Task statement >> Only the lines from the beginning of the data below through the line containing "Some(b) if record.start" belong in the response, each copied exactly.

(Extracted records)
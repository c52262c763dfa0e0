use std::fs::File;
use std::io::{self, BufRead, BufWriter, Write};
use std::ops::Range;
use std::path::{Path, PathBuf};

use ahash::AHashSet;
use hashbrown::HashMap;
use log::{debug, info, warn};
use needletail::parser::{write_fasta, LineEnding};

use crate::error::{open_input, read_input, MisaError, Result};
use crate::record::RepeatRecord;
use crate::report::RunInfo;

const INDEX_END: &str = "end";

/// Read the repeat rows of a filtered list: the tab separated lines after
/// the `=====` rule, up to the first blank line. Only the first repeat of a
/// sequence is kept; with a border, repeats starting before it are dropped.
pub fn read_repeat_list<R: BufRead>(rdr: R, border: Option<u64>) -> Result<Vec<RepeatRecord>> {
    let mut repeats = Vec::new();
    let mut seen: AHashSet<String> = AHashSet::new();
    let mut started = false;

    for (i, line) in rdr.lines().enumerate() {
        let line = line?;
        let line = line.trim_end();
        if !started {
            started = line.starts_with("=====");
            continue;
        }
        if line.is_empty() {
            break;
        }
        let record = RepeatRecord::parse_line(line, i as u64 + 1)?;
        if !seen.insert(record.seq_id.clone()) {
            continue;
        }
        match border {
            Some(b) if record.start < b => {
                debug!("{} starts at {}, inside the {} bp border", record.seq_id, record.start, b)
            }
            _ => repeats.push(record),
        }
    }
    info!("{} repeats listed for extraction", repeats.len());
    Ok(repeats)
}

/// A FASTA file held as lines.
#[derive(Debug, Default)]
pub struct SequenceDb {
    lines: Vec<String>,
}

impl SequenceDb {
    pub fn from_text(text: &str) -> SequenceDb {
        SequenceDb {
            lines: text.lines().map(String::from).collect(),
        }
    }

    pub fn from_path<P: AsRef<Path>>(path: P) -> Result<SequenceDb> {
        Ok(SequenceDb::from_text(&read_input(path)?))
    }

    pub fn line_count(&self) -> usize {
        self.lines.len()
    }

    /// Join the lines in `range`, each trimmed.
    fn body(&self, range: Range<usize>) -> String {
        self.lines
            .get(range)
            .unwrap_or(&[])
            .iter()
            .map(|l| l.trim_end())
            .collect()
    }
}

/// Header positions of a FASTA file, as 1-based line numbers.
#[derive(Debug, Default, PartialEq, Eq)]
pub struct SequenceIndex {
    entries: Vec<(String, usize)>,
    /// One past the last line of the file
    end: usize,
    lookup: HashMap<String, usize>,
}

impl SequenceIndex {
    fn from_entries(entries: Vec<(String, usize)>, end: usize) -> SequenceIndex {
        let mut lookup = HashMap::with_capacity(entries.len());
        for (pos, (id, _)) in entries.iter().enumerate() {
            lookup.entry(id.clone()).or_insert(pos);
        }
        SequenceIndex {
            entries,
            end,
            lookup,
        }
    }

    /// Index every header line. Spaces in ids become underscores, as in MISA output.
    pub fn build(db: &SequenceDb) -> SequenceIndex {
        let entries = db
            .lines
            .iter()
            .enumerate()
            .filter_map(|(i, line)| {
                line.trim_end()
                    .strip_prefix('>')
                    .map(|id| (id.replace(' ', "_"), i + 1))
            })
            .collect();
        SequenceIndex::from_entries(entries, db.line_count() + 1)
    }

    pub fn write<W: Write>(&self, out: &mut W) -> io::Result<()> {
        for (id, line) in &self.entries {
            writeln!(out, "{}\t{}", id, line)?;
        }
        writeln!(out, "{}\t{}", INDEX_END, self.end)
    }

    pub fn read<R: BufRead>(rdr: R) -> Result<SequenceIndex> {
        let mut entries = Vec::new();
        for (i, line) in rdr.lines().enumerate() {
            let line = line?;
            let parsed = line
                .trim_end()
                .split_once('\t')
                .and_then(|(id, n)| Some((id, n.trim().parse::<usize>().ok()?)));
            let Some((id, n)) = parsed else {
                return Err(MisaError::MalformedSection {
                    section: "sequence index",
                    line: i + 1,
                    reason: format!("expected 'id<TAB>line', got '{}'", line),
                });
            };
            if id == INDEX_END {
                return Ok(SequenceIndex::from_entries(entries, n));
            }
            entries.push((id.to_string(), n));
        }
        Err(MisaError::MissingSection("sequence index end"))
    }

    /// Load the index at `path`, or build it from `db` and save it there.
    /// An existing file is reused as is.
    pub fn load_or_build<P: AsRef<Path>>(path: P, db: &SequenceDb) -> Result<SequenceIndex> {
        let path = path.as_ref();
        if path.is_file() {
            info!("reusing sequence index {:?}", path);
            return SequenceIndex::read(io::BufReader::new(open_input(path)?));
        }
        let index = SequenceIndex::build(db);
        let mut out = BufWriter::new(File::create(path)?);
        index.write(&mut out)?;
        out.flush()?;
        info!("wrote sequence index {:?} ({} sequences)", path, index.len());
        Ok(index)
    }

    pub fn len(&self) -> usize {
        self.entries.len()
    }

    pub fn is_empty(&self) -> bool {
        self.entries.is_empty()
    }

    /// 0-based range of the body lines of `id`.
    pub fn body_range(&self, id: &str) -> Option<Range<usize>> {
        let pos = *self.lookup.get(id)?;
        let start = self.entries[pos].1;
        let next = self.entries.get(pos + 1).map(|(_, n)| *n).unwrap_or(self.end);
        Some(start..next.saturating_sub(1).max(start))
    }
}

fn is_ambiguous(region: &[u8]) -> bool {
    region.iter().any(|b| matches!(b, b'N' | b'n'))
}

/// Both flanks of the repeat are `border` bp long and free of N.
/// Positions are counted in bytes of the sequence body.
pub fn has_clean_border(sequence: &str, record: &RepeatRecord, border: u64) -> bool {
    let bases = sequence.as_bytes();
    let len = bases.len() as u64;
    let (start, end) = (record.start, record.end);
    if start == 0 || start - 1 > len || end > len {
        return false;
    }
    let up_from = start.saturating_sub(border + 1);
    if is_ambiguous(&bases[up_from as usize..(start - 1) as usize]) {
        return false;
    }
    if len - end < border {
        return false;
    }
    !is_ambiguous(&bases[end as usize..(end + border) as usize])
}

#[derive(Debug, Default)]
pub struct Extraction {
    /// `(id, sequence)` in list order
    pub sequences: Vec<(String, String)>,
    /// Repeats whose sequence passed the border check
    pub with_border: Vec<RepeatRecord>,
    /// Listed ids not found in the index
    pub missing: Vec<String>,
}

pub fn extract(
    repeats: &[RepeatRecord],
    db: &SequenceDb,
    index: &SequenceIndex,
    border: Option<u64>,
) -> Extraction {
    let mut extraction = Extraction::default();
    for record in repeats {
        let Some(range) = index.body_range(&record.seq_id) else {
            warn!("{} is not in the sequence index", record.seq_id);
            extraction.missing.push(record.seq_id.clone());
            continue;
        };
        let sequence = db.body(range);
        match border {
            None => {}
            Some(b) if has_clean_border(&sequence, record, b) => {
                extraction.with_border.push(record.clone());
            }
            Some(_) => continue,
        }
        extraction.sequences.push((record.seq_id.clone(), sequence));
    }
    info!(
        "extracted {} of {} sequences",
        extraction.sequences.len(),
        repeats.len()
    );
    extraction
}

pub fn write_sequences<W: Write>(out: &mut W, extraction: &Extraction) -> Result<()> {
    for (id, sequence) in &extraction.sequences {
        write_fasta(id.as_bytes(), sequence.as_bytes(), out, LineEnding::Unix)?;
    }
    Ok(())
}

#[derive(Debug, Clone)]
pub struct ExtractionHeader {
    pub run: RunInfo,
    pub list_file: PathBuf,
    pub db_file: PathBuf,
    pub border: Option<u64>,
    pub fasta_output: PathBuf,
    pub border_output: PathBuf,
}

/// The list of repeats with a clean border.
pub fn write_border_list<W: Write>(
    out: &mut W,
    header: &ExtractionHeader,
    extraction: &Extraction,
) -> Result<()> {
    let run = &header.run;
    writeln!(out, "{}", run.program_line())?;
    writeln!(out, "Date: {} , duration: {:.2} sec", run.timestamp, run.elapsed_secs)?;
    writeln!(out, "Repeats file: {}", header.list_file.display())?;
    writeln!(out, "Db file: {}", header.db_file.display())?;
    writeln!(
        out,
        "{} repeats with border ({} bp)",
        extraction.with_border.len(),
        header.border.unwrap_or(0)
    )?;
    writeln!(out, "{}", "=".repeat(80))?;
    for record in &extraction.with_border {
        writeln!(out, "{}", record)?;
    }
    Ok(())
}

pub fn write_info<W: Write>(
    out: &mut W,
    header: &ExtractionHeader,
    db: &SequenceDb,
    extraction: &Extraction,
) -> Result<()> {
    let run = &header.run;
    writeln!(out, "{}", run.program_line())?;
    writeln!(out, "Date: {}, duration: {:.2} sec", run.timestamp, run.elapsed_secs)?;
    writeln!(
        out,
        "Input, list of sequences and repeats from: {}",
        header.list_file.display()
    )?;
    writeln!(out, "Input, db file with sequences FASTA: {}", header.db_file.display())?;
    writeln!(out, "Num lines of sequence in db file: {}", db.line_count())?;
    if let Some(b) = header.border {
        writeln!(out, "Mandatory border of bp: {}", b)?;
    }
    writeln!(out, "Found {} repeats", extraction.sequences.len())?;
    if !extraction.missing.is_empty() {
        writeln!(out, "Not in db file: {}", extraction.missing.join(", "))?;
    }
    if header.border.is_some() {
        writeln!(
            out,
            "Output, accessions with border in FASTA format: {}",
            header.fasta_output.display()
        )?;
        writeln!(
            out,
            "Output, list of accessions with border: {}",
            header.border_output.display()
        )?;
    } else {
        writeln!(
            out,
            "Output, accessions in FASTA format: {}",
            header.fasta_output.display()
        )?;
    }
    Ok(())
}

Reply to the task >>
repository c52262c763dfa0e0
use std::fs::File;
use std::io::{self, BufRead, BufWriter, Write};
use std::ops::Range;
use std::path::{Path, PathBuf};

use ahash::AHashSet;
use hashbrown::HashMap;
use log::{debug, info, warn};
use needletail::parser::{write_fasta, LineEnding};

use crate::error::{open_input, read_input, MisaError, Result};
use crate::record::RepeatRecord;
use crate::report::RunInfo;

const INDEX_END: &str = "end";

/// Read the repeat rows of a filtered list: the tab separated lines after
/// the `=====` rule, up to the first blank line. Only the first repeat of a
/// sequence is kept; with a border, repeats starting before it are dropped.
pub fn read_repeat_list<R: BufRead>(rdr: R, border: Option<u64>) -> Result<Vec<RepeatRecord>> {
    let mut repeats = Vec::new();
    let mut seen: AHashSet<String> = AHashSet::new();
    let mut started = false;

    for (i, line) in rdr.lines().enumerate() {
        let line = line?;
        let line = line.trim_end();
        if !started {
            started = line.starts_with("=====");
            continue;
        }
        if line.is_empty() {
            break;
        }
        let record = RepeatRecord::parse_line(line, i as u64 + 1)?;
        if !seen.insert(record.seq_id.clone()) {
            continue;
        }
        match border {
            Some(b) if record.start < b => {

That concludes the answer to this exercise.